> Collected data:
--- START ---

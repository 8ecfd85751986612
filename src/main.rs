//! Fiscal Calculators CLI
//!
//! Command-line front end for the tax, EMI and cost-of-living engines

use anyhow::{bail, Context, Result};
use clap::{Args, Parser, Subcommand, ValueEnum};
use log::info;
use serde::Serialize;
use std::path::{Path, PathBuf};

use fiscal_calculators::cost_of_living::{default_expenses, ExpensePreset};
use fiscal_calculators::data::{resolve_data_dir, FiscalData};
use fiscal_calculators::loan::{
    amortization_schedule, compute_emi, rate_impact, LoanType, SpreadLevel,
};
use fiscal_calculators::tax::{allocate_tax, Deductions, Regime, TaxBreakdown};

/// Policy repo rate used when none is given (percent)
const DEFAULT_REPO_RATE: f64 = 6.5;

#[derive(Parser, Debug)]
#[command(name = "fiscal-calc", version, about = "Tax, loan EMI and cost-of-living calculators")]
struct Cli {
    /// Directory holding the fiscal data files
    #[arg(long, global = true)]
    data_dir: Option<PathBuf>,

    /// Print results as JSON
    #[arg(long, global = true)]
    json: bool,

    #[command(subcommand)]
    command: Command,
}

#[derive(Subcommand, Debug)]
enum Command {
    /// Tax breakdown for one regime
    Tax {
        /// Gross annual income in rupees
        income: f64,

        #[arg(long, value_enum, default_value_t = CliRegime::New)]
        regime: CliRegime,

        #[command(flatten)]
        deductions: DeductionArgs,

        /// Also split the tax across the Union budget's expenditure heads
        #[arg(long)]
        allocate: bool,
    },

    /// Compute both regimes and recommend the cheaper one
    Compare {
        income: f64,

        #[command(flatten)]
        deductions: DeductionArgs,
    },

    /// Monthly installment and rate sensitivity for a loan
    Emi {
        #[arg(long, value_enum, default_value_t = CliLoanType::Home)]
        loan_type: CliLoanType,

        /// Principal in rupees (defaults to the loan type's typical amount)
        #[arg(long)]
        principal: Option<f64>,

        /// Tenure in years (defaults to the loan type's typical tenure)
        #[arg(long)]
        years: Option<u32>,

        /// Annual interest rate; derived from repo rate plus spread if omitted
        #[arg(long)]
        rate: Option<f64>,

        #[arg(long, default_value_t = DEFAULT_REPO_RATE)]
        repo_rate: f64,

        #[arg(long, value_enum, default_value_t = CliSpreadLevel::Typical)]
        spread: CliSpreadLevel,

        /// Print the year-by-year amortization schedule
        #[arg(long)]
        schedule: bool,
    },

    /// What a monthly budget would have cost in an earlier year
    Cost {
        /// Preset budget; the default itemized budget is used if omitted
        #[arg(long, value_enum)]
        preset: Option<CliPreset>,

        /// Earlier fiscal year, e.g. 2019-20 (defaults to the first available)
        #[arg(long)]
        from: Option<String>,

        /// Later fiscal year (defaults to the last available)
        #[arg(long)]
        to: Option<String>,
    },

    /// List fiscal years with headline CPI data
    Periods,
}

#[derive(Args, Debug)]
struct DeductionArgs {
    /// Section 80C investments
    #[arg(long, default_value_t = 0.0)]
    section_80c: f64,

    /// Section 80D premium, self and family
    #[arg(long, default_value_t = 0.0)]
    section_80d_self: f64,

    /// Section 80D premium, parents
    #[arg(long, default_value_t = 0.0)]
    section_80d_parents: f64,

    /// Section 80CCD(1B) NPS contribution
    #[arg(long, default_value_t = 0.0)]
    section_80ccd1b: f64,

    /// Section 24(b) home-loan interest
    #[arg(long, default_value_t = 0.0)]
    section_24b: f64,

    /// HRA exemption
    #[arg(long, default_value_t = 0.0)]
    hra: f64,

    /// Section 80TTA savings interest
    #[arg(long, default_value_t = 0.0)]
    section_80tta: f64,
}

impl From<&DeductionArgs> for Deductions {
    fn from(args: &DeductionArgs) -> Self {
        Deductions {
            savings: args.section_80c,
            health_self: args.section_80d_self,
            health_parents: args.section_80d_parents,
            retirement_top_up: args.section_80ccd1b,
            home_loan_interest: args.section_24b,
            house_rent: args.hra,
            savings_interest: args.section_80tta,
        }
    }
}

#[derive(Copy, Clone, Debug, Eq, PartialEq, ValueEnum)]
enum CliRegime {
    New,
    Old,
}

impl From<CliRegime> for Regime {
    fn from(value: CliRegime) -> Self {
        match value {
            CliRegime::New => Regime::New,
            CliRegime::Old => Regime::Old,
        }
    }
}

#[derive(Copy, Clone, Debug, Eq, PartialEq, ValueEnum)]
enum CliLoanType {
    Home,
    Car,
    Personal,
}

impl From<CliLoanType> for LoanType {
    fn from(value: CliLoanType) -> Self {
        match value {
            CliLoanType::Home => LoanType::Home,
            CliLoanType::Car => LoanType::Car,
            CliLoanType::Personal => LoanType::Personal,
        }
    }
}

#[derive(Copy, Clone, Debug, Eq, PartialEq, ValueEnum)]
enum CliSpreadLevel {
    Min,
    Typical,
    Max,
}

impl From<CliSpreadLevel> for SpreadLevel {
    fn from(value: CliSpreadLevel) -> Self {
        match value {
            CliSpreadLevel::Min => SpreadLevel::Min,
            CliSpreadLevel::Typical => SpreadLevel::Typical,
            CliSpreadLevel::Max => SpreadLevel::Max,
        }
    }
}

#[derive(Copy, Clone, Debug, Eq, PartialEq, ValueEnum)]
enum CliPreset {
    Single,
    Family,
}

impl From<CliPreset> for ExpensePreset {
    fn from(value: CliPreset) -> Self {
        match value {
            CliPreset::Single => ExpensePreset::Single,
            CliPreset::Family => ExpensePreset::Family,
        }
    }
}

fn main() -> Result<()> {
    env_logger::init();

    let cli = Cli::parse();

    let data_dir = resolve_data_dir(cli.data_dir.as_deref());
    let data = load_data(&data_dir)?;

    match &cli.command {
        Command::Tax {
            income,
            regime,
            deductions,
            allocate,
        } => {
            let engine = data.tax_engine()?;
            let breakdown = engine.compute(*income, (*regime).into(), Some(&Deductions::from(deductions)))?;
            let allocation = if *allocate {
                allocate_tax(breakdown.total_tax, &data.expenditure_shares.shares)
            } else {
                Vec::new()
            };

            if cli.json {
                #[derive(Serialize)]
                struct TaxOutput<'a> {
                    breakdown: &'a TaxBreakdown,
                    #[serde(skip_serializing_if = "Vec::is_empty")]
                    allocation: Vec<fiscal_calculators::tax::ShareAllocation>,
                }
                print_json(&TaxOutput {
                    breakdown: &breakdown,
                    allocation,
                })?;
            } else {
                print_breakdown(&breakdown);
                if !allocation.is_empty() {
                    println!("\nWhere it goes ({}):", data.expenditure_shares.year);
                    for share in &allocation {
                        match share.human_context_count {
                            Some(count) => println!(
                                "  {:<22} Rs {:>10.0}  ({:.0} {})",
                                share.name, share.amount, count, share.human_context
                            ),
                            None => println!("  {:<22} Rs {:>10.0}", share.name, share.amount),
                        }
                    }
                }
            }
        }

        Command::Compare { income, deductions } => {
            let comparison = data.tax_engine()?.compare(*income, Some(&Deductions::from(deductions)))?;

            if cli.json {
                print_json(&comparison)?;
            } else {
                print_breakdown(&comparison.new);
                println!();
                print_breakdown(&comparison.old);
                println!(
                    "\nRecommended: {} regime (saves Rs {:.0})",
                    comparison.recommended, comparison.savings
                );
            }
        }

        Command::Emi {
            loan_type,
            principal,
            years,
            rate,
            repo_rate,
            spread,
            schedule,
        } => {
            let loan_type = LoanType::from(*loan_type);
            let principal = principal.unwrap_or_else(|| loan_type.default_amount());
            let years = years.unwrap_or_else(|| loan_type.default_tenure_years());
            let term_months = years
                .checked_mul(12)
                .context("loan tenure is too long")?;
            let annual_rate = match rate {
                Some(rate) => *rate,
                None => data
                    .loan_spreads
                    .effective_rate(*repo_rate, loan_type, (*spread).into())?,
            };
            info!(
                "{} loan: principal {:.0}, {} months at {:.2}%",
                loan_type, principal, term_months, annual_rate
            );

            let emi = compute_emi(principal, annual_rate, term_months)?;
            let impact = rate_impact(principal, term_months, annual_rate)?;
            let amortization = if *schedule {
                Some(amortization_schedule(principal, annual_rate, term_months)?)
            } else {
                None
            };

            if cli.json {
                #[derive(Serialize)]
                struct EmiOutput<'a> {
                    loan_type: LoanType,
                    principal: f64,
                    term_months: u32,
                    emi: &'a fiscal_calculators::loan::EmiBreakdown,
                    rate_impact: &'a fiscal_calculators::loan::RateChangeImpact,
                    #[serde(skip_serializing_if = "Option::is_none")]
                    yearly_schedule: Option<Vec<fiscal_calculators::loan::AmortizationYear>>,
                }
                print_json(&EmiOutput {
                    loan_type,
                    principal,
                    term_months,
                    emi: &emi,
                    rate_impact: &impact,
                    yearly_schedule: amortization.as_ref().map(|s| s.yearly_summary()),
                })?;
            } else {
                println!("{} loan of Rs {:.0} over {} years at {:.2}%", loan_type, principal, years, annual_rate);
                println!("  Monthly EMI:    Rs {:>12.0}", emi.monthly_emi);
                println!("  Total payment:  Rs {:>12.0}", emi.total_payment);
                println!("  Total interest: Rs {:>12.0}", emi.total_interest);

                println!("\nIf the rate moves:");
                for scenario in &impact.scenarios {
                    println!(
                        "  {:<10} {:>6.2}%  EMI Rs {:>10.0}  ({:+.0}/month, {:+.0} total)",
                        scenario.label,
                        scenario.rate,
                        scenario.monthly_emi,
                        scenario.monthly_diff,
                        scenario.total_diff
                    );
                }

                if let Some(amortization) = &amortization {
                    println!("\n{:>4} {:>14} {:>14} {:>14}", "Year", "Interest", "Principal", "Balance");
                    for year in amortization.yearly_summary() {
                        println!(
                            "{:>4} {:>14.0} {:>14.0} {:>14.0}",
                            year.year, year.interest, year.principal_repaid, year.closing_balance
                        );
                    }
                }
            }
        }

        Command::Cost { preset, from, to } => {
            let periods = data.available_periods();
            let from = match from {
                Some(from) => from.clone(),
                None => periods.first().cloned().context("no CPI periods in data")?,
            };
            let to = match to {
                Some(to) => to.clone(),
                None => periods.last().cloned().context("no CPI periods in data")?,
            };
            if from == to {
                bail!("comparison years must differ, got {} twice", from);
            }

            let expenses = match preset {
                Some(preset) => ExpensePreset::from(*preset).expenses(),
                None => default_expenses(),
            };
            let result = data.cost_of_living_engine().compute(&expenses, &from, &to);

            if cli.json {
                print_json(&result)?;
            } else {
                println!(
                    "Monthly budget of Rs {:.0} in {} would have cost Rs {:.0} in {}",
                    result.current_total, result.to_period, result.adjusted_total, result.from_period
                );
                println!(
                    "  Cumulative inflation: {:.1}% ({:.1}% a year)",
                    result.cumulative_inflation, result.annualized_rate
                );
                println!("  Purchasing power lost: Rs {:.0} a month\n", result.purchasing_power_loss);
                for category in &result.by_category {
                    println!(
                        "  {:<26} Rs {:>8.0} -> Rs {:>8.0}  {:>6.1}%  [{:?}]",
                        category.label,
                        category.current_amount,
                        category.adjusted_amount,
                        category.category_inflation,
                        category.source
                    );
                }
            }
        }

        Command::Periods => {
            let periods = data.available_periods();
            if cli.json {
                print_json(&periods)?;
            } else {
                for period in periods {
                    println!("{}", period);
                }
            }
        }
    }

    Ok(())
}

fn load_data(dir: &Path) -> Result<FiscalData> {
    FiscalData::load_from(dir)
        .with_context(|| format!("failed to load fiscal data from {}", dir.display()))
}

fn print_json<T: Serialize>(value: &T) -> Result<()> {
    let json = serde_json::to_string_pretty(value).context("failed to serialize output")?;
    println!("{}", json);
    Ok(())
}

fn print_breakdown(breakdown: &TaxBreakdown) {
    println!("{} regime", breakdown.regime);
    println!("  Gross income:        Rs {:>12.0}", breakdown.gross_income);
    println!("  Standard deduction:  Rs {:>12.0}", breakdown.standard_deduction);
    for line in &breakdown.deductions {
        println!(
            "  {:<20} Rs {:>12.0}  (claimed {:.0}, sec. {})",
            line.kind.label(),
            line.allowed,
            line.claimed,
            line.kind.section()
        );
    }
    println!("  Taxable income:      Rs {:>12.0}", breakdown.taxable_income);
    for slab in breakdown.slabwise_tax.iter().filter(|s| s.taxable_in_slab > 0.0) {
        let upper = slab
            .slab
            .to
            .map(|to| to.to_string())
            .unwrap_or_else(|| "above".to_string());
        println!(
            "    {:>9} - {:<9} @ {:>4.1}%  Rs {:>10.0}",
            slab.slab.from, upper, slab.slab.rate, slab.tax_on_slab
        );
    }
    if breakdown.rebate_applied {
        println!("  Rebate (87A):        tax of Rs {:.0} waived", breakdown.base_tax);
    }
    if breakdown.surcharge > 0.0 {
        println!(
            "  Surcharge ({:.0}%):     Rs {:>12.0}",
            breakdown.surcharge_rate, breakdown.surcharge
        );
    }
    println!("  Cess:                Rs {:>12.0}", breakdown.cess);
    println!(
        "  Total tax:           Rs {:>12.0}  ({:.2}% effective)",
        breakdown.total_tax, breakdown.effective_rate
    );
}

--- END ---

> Exercise goal:
Above are the lines; repeat exactly the ones from the line containing "type's typical tenure)" down to the line containing "default_value_t = CliSpreadLevel::Typical)]", both inclusive.

> Response to this exercise:
        /// Tenure in years (defaults to the loan type's typical tenure)
        #[arg(long)]
        years: Option<u32>,

        /// Annual interest rate; derived from repo rate plus spread if omitted
        #[arg(long)]
        rate: Option<f64>,

        #[arg(long, default_value_t = DEFAULT_REPO_RATE)]
        repo_rate: f64,

        #[arg(long, value_enum, default_value_t = CliSpreadLevel::Typical)]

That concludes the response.